I'm not willing to do lots of extra directed work in my own time as my opinion the more teachers allow school work to fill home life, the more it becomes expected, but I enjoy reading TES, listening to interviews about education, and reading books about education as part of my wider interest in my career.

Ormally · 15/10/2021 20:24

If you enjoy it and are fine whether or not it brings you any personal reward (from the way you express it, the meaning for you is in power and money, not the relationships for their own sake, which may be rather transparent), then keep going.

For a lot of us though, some bits of life are not for sale. If they aren't, then don't put them in the window.

Asdf12345 · 15/10/2021 20:26

In my field it’s the expected norm and the regulatory body requires evidence of far more of it than can ever be achieved in paid time.

Hotelhelp · 15/10/2021 20:36

What do you actually mean by networking on SM? Sorry to sound thick! Can you give me and example? I

I don’t think there’s anything wrong at all with what you do!

FindingMeno · 15/10/2021 20:39

I do a good job, do my hours, and keep my head down.
I have very little ambition though for success or wealth.

fiorentina · 15/10/2021 20:54

I do this too. I read related articles, have taken extra qualifications in my own time, make sure I’m up to date on using IT packages etc and sit on relevant external committees. It’s definitely helped me progress and is good for my internal PR. It’s my choice though.

JassyRadlett · 15/10/2021 21:11

Those things definitely do help your career - your colleagues are naive if they think they’ll be able to progress as quickly/have the same profile and opportunities without putting in the extra yards.

I’ve made a conscious decision to draw back from that sort of thing in the last few years - I’m well established and get good opportunities, but I’m very aware that without investment of time/effort the opportunities won’t be the same. So I get fewer speaking opportunities and the like, and I’m not top of people’s minds. I’m fine with that right now because as I said, it was a conscious decision to draw back that was particularly about being more present for my family but also for my interests and hobbies outside of work and my career. I’ll keep the threads alive enough to be current and pick them up again in a few years, but in the meantime I’m enjoying the listening to history podcasts, sewing, writing my own stuff. My career will stagnate for a bit and it’s certainly a gamble but I think I’ve done the hard work you’ve described for long enough to risk taking a break from it.

All to say that YANBU.

Somuddled · 15/10/2021 21:44

I would never say this unprompted but as you asked, I would consider you to be a suckered. Employers find you appealing because they see that they can get more out of you than they are paying for. The perfect doormat. That's not what I want for my life and I'm not interested in an employer that does so I'm okay not to be promoted by thoes types. The right company will (and regularly has) promote me for doing the job they pay me for.

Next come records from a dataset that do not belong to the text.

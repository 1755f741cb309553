//! Die zentrale ChainGraph-Datenstruktur mit Modulen, Parametern und Links.

use super::{
    Link, LinkError, LinkId, Module, ModuleId, ModuleSpec, ParamId, ParamSide, ParamSpec,
    Parameter,
};
use crate::shared::geometry::distance_to_polyline;
use crate::shared::ModuleSizing;
use glam::Vec2;
use indexmap::{IndexMap, IndexSet};

/// Gerichtete Kante zwischen zwei Modulen, abgeleitet aus einem geschlossenen Link
#[derive(Debug, Clone, Copy, PartialEq, Eq)]
pub struct ModuleEdge {
    /// Zugrunde liegender Link
    pub link: LinkId,
    /// Modul mit dem Output-Endpunkt
    pub source: ModuleId,
    /// Modul mit dem Input-Endpunkt
    pub sink: ModuleId,
}

/// Arena aller Module, Parameter und Links einer Analyse-Kette.
///
/// Alle Maps behalten die Einfügereihenfolge; Layering und Anzeige
/// sind dadurch deterministisch.
#[derive(Debug, Clone)]
pub struct ChainGraph {
    modules: IndexMap<ModuleId, Module>,
    params: IndexMap<ParamId, Parameter>,
    links: IndexMap<LinkId, Link>,
    sizing: ModuleSizing,
    next_module_id: u64,
    next_param_id: u64,
    next_link_id: u64,
}
//! Module und ihre typisierten Input-/Output-Parameter.

use super::{LinkId, ModuleId, ParamId};
use crate::shared::{ModuleSizing, Rect};
use glam::Vec2;
use indexmap::IndexSet;
use std::cmp::Ordering;

/// Seite eines Parameters
#[derive(Debug, Clone, Copy, PartialEq, Eq, Hash)]
pub enum ParamSide {
    /// Eingang (links am Modul)
    Input,
    /// Ausgang (rechts am Modul)
    Output,
}

impl ParamSide {
    /// Gibt die Gegenseite zurück.
    pub fn opposite(self) -> Self {
        match self {
            ParamSide::Input => ParamSide::Output,
            ParamSide::Output => ParamSide::Input,
        }
    }
}

/// Beschreibung eines Parameters beim Anlegen eines Moduls
#[derive(Debug, Clone, PartialEq, Eq)]
pub struct ParamSpec {
    /// Anzeigename
    pub name: String,
    /// Semantik-Typ (None = untypisiert)
    pub semantic_type: Option<String>,
}

impl ParamSpec {
    pub fn new(name: impl Into<String>, semantic_type: Option<&str>) -> Self {
        Self {
            name: name.into(),
            semantic_type: semantic_type.map(str::to_owned),
        }
    }
}

/// Beschreibung eines Moduls beim Anlegen (Builder-Stil)
#[derive(Debug, Clone, Default, PartialEq, Eq)]
pub struct ModuleSpec {
    pub name: String,
    pub inputs: Vec<ParamSpec>,
    pub outputs: Vec<ParamSpec>,
}

impl ModuleSpec {
    pub fn new(name: impl Into<String>) -> Self {
        Self {
            name: name.into(),
            inputs: Vec::new(),
            outputs: Vec::new(),
        }
    }

    /// Fügt einen Input hinzu.
    pub fn input(mut self, name: impl Into<String>, semantic_type: Option<&str>) -> Self {
        self.inputs.push(ParamSpec::new(name, semantic_type));
        self
    }

    /// Fügt einen Output hinzu.
    pub fn output(mut self, name: impl Into<String>, semantic_type: Option<&str>) -> Self {
        self.outputs.push(ParamSpec::new(name, semantic_type));
        self
    }
}

/// Ein einzelner Input- oder Output-Slot eines Moduls
#[derive(Debug, Clone)]
pub struct Parameter {
    pub id: ParamId,
    /// Besitzendes Modul
    pub module: ModuleId,
    pub side: ParamSide,
    pub name: String,
    /// Semantik-Typ (None = untypisiert)
    pub semantic_type: Option<String>,
    /// Geschlossene Links, an denen dieser Parameter beteiligt ist
    pub(crate) links: IndexSet<LinkId>,
}

impl Parameter {
    /// Links, die diesen Parameter als Endpunkt registriert haben.
    pub fn links(&self) -> impl Iterator<Item = LinkId> + '_ {
        self.links.iter().copied()
    }

    pub fn link_count(&self) -> usize {
        self.links.len()
    }

    pub fn is_input(&self) -> bool {
        self.side == ParamSide::Input
    }

    /// Anzeige-Reihenfolge: (Semantik-Typ, Parameter-ID)
    pub fn display_cmp(&self, other: &Parameter) -> Ordering {
        self.semantic_type
            .cmp(&other.semantic_type)
            .then(self.id.cmp(&other.id))
    }
}

/// Ein Verarbeitungsmodul der Analyse-Kette
#[derive(Debug, Clone)]
pub struct Module {
    pub id: ModuleId,
    /// Anzeigename
    pub name: String,
    /// Inputs in Anzeige-Reihenfolge
    pub(crate) inputs: Vec<ParamId>,
    /// Outputs in Anzeige-Reihenfolge
    pub(crate) outputs: Vec<ParamId>,
    /// Linke obere Ecke
    pub position: Vec2,
    /// Breite/Höhe des Widgets (vom Host gemeldet oder berechnet)
    pub size: Vec2,
    /// Parameter sichtbar (false = durch Semantic-Zoom eingeklappt)
    pub params_visible: bool,
}

impl Module {
    /// Standardgröße anhand der Parameteranzahl.
    pub fn default_size(input_count: usize, output_count: usize, sizing: &ModuleSizing) -> Vec2 {
        let rows = input_count.max(output_count).max(1) as f32;
        Vec2::new(sizing.width, sizing.header_height + rows * sizing.row_height)
    }

    pub fn inputs(&self) -> &[ParamId] {
        &self.inputs
    }

    pub fn outputs(&self) -> &[ParamId] {
        &self.outputs
    }

    /// Parameterliste einer Seite.
    pub fn params(&self, side: ParamSide) -> &[ParamId] {
        match side {
            ParamSide::Input => &self.inputs,
            ParamSide::Output => &self.outputs,
        }
    }

    pub fn bounds(&self) -> Rect {
        Rect::from_pos_size(self.position, self.size)
    }

    /// Modul ist per Doppelklick linkbar, wenn seine Parameter sichtbar sind.
    pub fn is_linkable(&self) -> bool {
        self.params_visible
    }

    /// Bestimmt die Ursprungsseite beim Modul-zu-Modul-Linken.
    ///
    /// Linke Hälfte → Inputs, rechte Hälfte → Outputs; ohne Outputs immer Inputs.
    pub fn origin_side_at(&self, pos: Vec2) -> ParamSide {
        if self.outputs.is_empty() || pos.x < self.bounds().center().x {
            ParamSide::Input
        } else {
            ParamSide::Output
        }
    }
}
//! Fassade für Hosts: Zustand und Controller in einem Objekt.

use super::highlight::HighlightSet;
use super::linking::LinkingState;
use super::state::Selection;
use super::{handlers, AppController, CommandLog, EditorCommand, EditorIntent, EditorState};
use crate::core::{ChainDescription, ChainGraph, LayoutError};
use crate::shared::EditorOptions;
use std::time::Duration;

/// Der Ketten-Editor, wie ihn ein Rendering-Host benutzt.
#[derive(Debug, Clone)]
pub struct ChainEditor {
    state: EditorState,
    controller: AppController,
}

impl ChainEditor {
    /// Leerer Editor.
    pub fn new(options: EditorOptions) -> Self {
        Self::with_state(EditorState::new(options))
    }

    /// Lädt eine Kette (Auto-Layout, falls Positionen fehlen).
    pub fn from_description(description: &ChainDescription, options: EditorOptions) -> Self {
        Self::with_state(EditorState::from_description(description, options))
    }

    /// Lädt eine Kette aus JSON, wie sie ein Loader übergibt.
    pub fn from_json(json: &str, options: EditorOptions) -> anyhow::Result<Self> {
        let description = ChainDescription::from_json(json)?;
        Ok(Self::from_description(&description, options))
    }

    fn with_state(state: EditorState) -> Self {
        let controller = AppController::new(&state);
        Self { state, controller }
    }

    /// Verarbeitet eine Host-Eingabe.
    pub fn handle_intent(&mut self, intent: EditorIntent) -> anyhow::Result<()> {
        self.controller.handle_intent(&mut self.state, intent)
    }

    /// Timer des Hosts; löst abgelaufene Einfach-Klicks aus.
    pub fn tick(&mut self, at: Duration) -> anyhow::Result<()> {
        self.handle_intent(EditorIntent::TimerTick { at })
    }

    /// Ordnet die Kette neu an; bei Zyklus bleibt alles unverändert.
    pub fn auto_layout(&mut self) -> Result<(), LayoutError> {
        self.state.command_log.record(&EditorCommand::AutoLayout);
        handlers::layout::auto_layout(&mut self.state)
    }

    /// Export für den Speicher-Service (nur geschlossene Links).
    pub fn to_description(&self) -> ChainDescription {
        self.state.graph.to_description()
    }

    pub fn state(&self) -> &EditorState {
        &self.state
    }

    pub fn graph(&self) -> &ChainGraph {
        &self.state.graph
    }

    /// Direkter Graph-Zugriff für programmatische Änderungen.
    pub fn graph_mut(&mut self) -> &mut ChainGraph {
        &mut self.state.graph
    }

    pub fn linking(&self) -> &LinkingState {
        &self.state.linking
    }

    pub fn selection(&self) -> Selection {
        self.state.selection
    }

    pub fn highlights(&self) -> &HighlightSet {
        &self.state.highlights
    }

    pub fn command_log(&self) -> &CommandLog {
        &self.state.command_log
    }

    pub fn has_pending_click(&self) -> bool {
        self.controller.has_pending_click()
    }
}

impl Default for ChainEditor {
    fn default() -> Self {
        Self::new(EditorOptions::default())
    }
}
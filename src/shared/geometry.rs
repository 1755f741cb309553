//! Reine Geometrie-Funktionen: Rechtecke, Bézier-Auswertung, Abstände.
//!
//! Layer-neutral: wird von `core`, `layout` und `app` gleichermaßen genutzt.

use glam::Vec2;
use serde::{Deserialize, Serialize};

/// Achsenparalleles Rechteck (Modul-Bounds).
#[derive(Debug, Clone, Copy, PartialEq, Default, Serialize, Deserialize)]
pub struct Rect {
    /// Linke obere Ecke
    pub min: Vec2,
    /// Rechte untere Ecke
    pub max: Vec2,
}

impl Rect {
    /// Erstellt ein Rechteck aus Position (links oben) und Größe.
    pub fn from_pos_size(pos: Vec2, size: Vec2) -> Self {
        Self {
            min: pos,
            max: pos + size,
        }
    }

    pub fn width(&self) -> f32 {
        self.max.x - self.min.x
    }

    pub fn height(&self) -> f32 {
        self.max.y - self.min.y
    }

    pub fn center(&self) -> Vec2 {
        (self.min + self.max) * 0.5
    }

    /// Prüft ob `p` im Rechteck liegt (Ränder inklusive).
    pub fn contains(&self, p: Vec2) -> bool {
        p.x >= self.min.x && p.x <= self.max.x && p.y >= self.min.y && p.y <= self.max.y
    }
}

/// B(t) = (1-t)²·P0 + 2(1-t)t·P1 + t²·P2
pub fn quadratic_bezier(p0: Vec2, p1: Vec2, p2: Vec2, t: f32) -> Vec2 {
    let inv = 1.0 - t;
    inv * inv * p0 + 2.0 * inv * t * p1 + t * t * p2
}

/// Wertet eine Bézier-Kurve beliebigen Grades per de Casteljau aus.
///
/// Die Kontrollpunkte werden wiederholt linear interpoliert, bis ein Punkt übrig bleibt.
pub fn de_casteljau(control_points: &[Vec2], t: f32) -> Vec2 {
    match control_points.len() {
        0 => Vec2::ZERO,
        1 => control_points[0],
        _ => {
            let mut work = control_points.to_vec();
            let mut n = work.len();
            while n > 1 {
                for i in 0..n - 1 {
                    work[i] = work[i].lerp(work[i + 1], t);
                }
                n -= 1;
            }
            work[0]
        }
    }
}

/// Tastet eine Kurve durch `control_points` mit `steps` Schritten ab.
///
/// - 0–2 Punkte: unverändert (Strecke)
/// - 3 Punkte: quadratische Bézier-Kurve
/// - mehr: Bézier-Approximation per de Casteljau
///
/// Das Ergebnis enthält Start- und Endpunkt exakt.
pub fn sample_curve(control_points: &[Vec2], steps: usize) -> Vec<Vec2> {
    let n = control_points.len();
    if n <= 2 {
        return control_points.to_vec();
    }
    let steps = steps.max(1);
    let mut result = Vec::with_capacity(steps + 1);
    for i in 0..=steps {
        let t = i as f32 / steps as f32;
        let p = if n == 3 {
            quadratic_bezier(control_points[0], control_points[1], control_points[2], t)
        } else {
            de_casteljau(control_points, t)
        };
        result.push(p);
    }
    // Endpunkte exakt (keine Float-Drift an den Ankern)
    result[0] = control_points[0];
    result[steps] = control_points[n - 1];
    result
}

/// Kürzester Abstand von `p` zur Strecke `a`–`b`.
pub fn distance_to_segment(p: Vec2, a: Vec2, b: Vec2) -> f32 {
    let ab = b - a;
    let len_sq = ab.length_squared();
    if len_sq < f32::EPSILON {
        return p.distance(a);
    }
    let t = ((p - a).dot(ab) / len_sq).clamp(0.0, 1.0);
    p.distance(a + ab * t)
}

/// Kürzester Abstand von `p` zu einer Polyline (`None` bei leerer Polyline).
pub fn distance_to_polyline(p: Vec2, polyline: &[Vec2]) -> Option<f32> {
    match polyline {
        [] => None,
        [single] => Some(p.distance(*single)),
        _ => polyline
            .windows(2)
            .map(|w| distance_to_segment(p, w[0], w[1]))
            .reduce(f32::min),
    }
}
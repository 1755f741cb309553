//! Doppelklick-Entprellung unabhängig von der Event-Loop des Hosts.
//!
//! Ein Einfach-Klick wird bis zum Ablauf des Doppelklick-Fensters gepuffert.
//! Folgt ein echter Doppelklick (Host meldet `click_count >= 2` oder zweiter
//! Druck nahe der ersten Position innerhalb des Fensters), wird der gepufferte
//! verworfen und nur der Doppelklick ausgegeben; sonst wird er nachgereicht.

use super::EditorCommand;
use crate::shared::options::DOUBLE_CLICK_MAX_DISTANCE;
use glam::Vec2;
use std::time::Duration;

#[derive(Debug, Clone, Copy, PartialEq)]
struct PendingClick {
    pos: Vec2,
    deadline: Duration,
    /// Release, das während der Wartezeit eintraf
    released: Option<Vec2>,
}

/// Kleiner Zustand: gepufferter Einfach-Klick plus Deadline.
#[derive(Debug, Clone, PartialEq)]
pub struct ClickDebouncer {
    window: Duration,
    /// Maximaler Abstand zweier Drücke eines Doppelklicks
    max_distance: f32,
    pending: Option<PendingClick>,
}

impl ClickDebouncer {
    pub fn new(window: Duration) -> Self {
        Self {
            window,
            max_distance: DOUBLE_CLICK_MAX_DISTANCE,
            pending: None,
        }
    }

    pub fn set_window(&mut self, window: Duration) {
        self.window = window;
    }

    pub fn set_max_distance(&mut self, max_distance: f32) {
        self.max_distance = max_distance;
    }

    /// Gibt `true` zurück, solange ein Einfach-Klick auf seine Auflösung wartet.
    pub fn has_pending(&self) -> bool {
        self.pending.is_some()
    }

    /// Verarbeitet einen Tastendruck.
    pub fn press(&mut self, pos: Vec2, click_count: u8, at: Duration) -> Vec<EditorCommand> {
        let repeats_pending = self
            .pending
            .is_some_and(|p| at <= p.deadline && p.pos.distance(pos) <= self.max_distance);
        if click_count >= 2 || repeats_pending {
            self.pending = None;
            return vec![EditorCommand::DoubleClick { pos }];
        }

        let out = self.flush();
        self.pending = Some(PendingClick {
            pos,
            deadline: at + self.window,
            released: None,
        });
        out
    }

    /// Verarbeitet ein Loslassen; wird bei wartendem Klick mitgepuffert.
    pub fn release(&mut self, pos: Vec2) -> Vec<EditorCommand> {
        match self.pending.as_mut() {
            Some(pending) if pending.released.is_none() => {
                pending.released = Some(pos);
                Vec::new()
            }
            _ => vec![EditorCommand::PointerRelease { pos }],
        }
    }

    /// Löst einen abgelaufenen Klick aus.
    pub fn tick(&mut self, at: Duration) -> Vec<EditorCommand> {
        match self.pending {
            Some(pending) if at > pending.deadline => self.flush(),
            _ => Vec::new(),
        }
    }

    /// Reicht einen wartenden Klick (und sein Release) sofort nach.
    pub fn flush(&mut self) -> Vec<EditorCommand> {
        let Some(pending) = self.pending.take() else {
            return Vec::new();
        };
        let mut out = vec![EditorCommand::Click { pos: pending.pos }];
        if let Some(pos) = pending.released {
            out.push(EditorCommand::PointerRelease { pos });
        }
        out
    }
}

PrincessPaws · 15/10/2021 23:18

I don't invest any personal time really, but I'm successful and well paid - most of it is just luck to be honest

SpangoDweller · 22/10/2021 08:59

Not fully work/related, but I used to do a lot of volunteering pre-children and there were a few friends and acquaintances who were astounded that I (or anyone) would do something unpaid out of enjoyment, altruism or wanting to progress skills and knowledge. Some people just don’t have that drive.

In a work context, I’m a bit less driven and I know it holds me back, I am envious of people who have time and energy for personal development, but try to maintain good relations for when they inevitably become my senior! It’s also something I’m determined to progress more when I’m not toddler parenting.